3.  **Prediction/Trading Phase**:
    *   The strategy iterates through the "testing" data points.
    *   For each point, the current dis-equilibrium is calculated using the `beta` from the VECM.
    *   This dis-equilibrium is then scaled: `(current_disequilibrium - training_mu_) / training_std_`.
    *   This scaled value is compared against `dis-equilibrium_open_trshld` and `dis-equilibrium_close_trshld` to generate buy/sell/close signals.

## Customizing and Extending

-   **Adding New Strategies**: Create a new class that inherits from a base strategy class (if one exists) or implements a similar interface to `StaticFitStrategy` or `SlidingFitStrategy`. The core method to implement would be `run_pair()`.
-   **Modifying Data Loading**: The `tools/data_loader.py` can be modified to support different data formats or sources.
-   **Changing Cointegration/Model Parameters**: The `TradingPair` class houses the VECM fitting and cointegration checks. You can adjust parameters like `k_ar_diff` in `coint_johansen` or the `VECM` model itself.

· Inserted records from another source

//! Catalog cache and view-state engine for the Heedless storefront.
//!
//! This crate holds everything that does not touch the browser directly:
//! - [`CatalogCache`] and [`PersistentCacheStore`] - cache-or-fetch storage
//! - [`ViewRouter`] - the `Home` / `Product(handle)` state machine
//! - [`render`] - pure entity → markup templates
//! - [`EventBus`] and [`PageClick`] - click classification and dispatch
//!
//! Browser APIs are reached through the [`KeyValueStore`], [`CatalogFetcher`],
//! [`BrowserHistory`] and [`RenderSurface`] traits, implemented by the web crate.

pub mod cache;
pub mod config;
pub mod error;
pub mod events;
pub mod fetcher;
pub mod history;
#[cfg(any(test, feature = "mock"))]
pub mod mock;
pub mod models;
pub mod render;
pub mod router;
pub mod storage;

pub use cache::{CatalogCache, CatalogEntry};
pub use error::{CacheError, FetchError, HandleError, NavigationError, RenderError, StorageError};
pub use events::{EventBus, ListenerId, PageAction, PageClick, PageEvent};
pub use fetcher::CatalogFetcher;
pub use history::{BrowserHistory, HistoryEntry};
pub use models::{
    CatalogHandle, CollectionEntity, Money, ProductEntity, ProductImage, ProductSummary, Variant,
    ViewState,
};
pub use render::{Mount, RenderSurface, render_collection, render_product};
pub use router::{NavOutcome, RouterConfig, ViewRouter};
pub use storage::{CacheNamespace, KeyValueStore, Namespace, PersistentCacheStore};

## Important Considerations

-   **Data Quality**: Ensure your market data is clean, accurate, and properly formatted. Gaps or errors in data can significantly impact backtest results.
-   **Transaction Costs**: The current backtest might not explicitly model transaction costs (brokerage fees, slippage). These can have a significant impact on the profitability of high-frequency strategies. Consider adding a cost model to `BacktestResult` or within the strategy execution.
-   **Look-ahead Bias**: Be extremely careful to avoid look-ahead bias. Ensure that decisions at any point in time are made using only information that would have been available at that time. The use of `training_df_` and `testing_df_` in `TradingPair` is designed to help prevent this.
-   **Overfitting**: When optimizing parameters (`dis-equilibrium_open_trshld`, `training_minutes`, etc.), be mindful of overfitting to the historical data. A strategy that performs exceptionally well on past data may not perform well in the future. Use out-of-sample testing or walk-forward optimization for more robust validation.

This tutorial should provide a solid foundation for working with the pairs trading backtest system. Experiment with different configurations and strategies to find what works best for your chosen markets and instruments.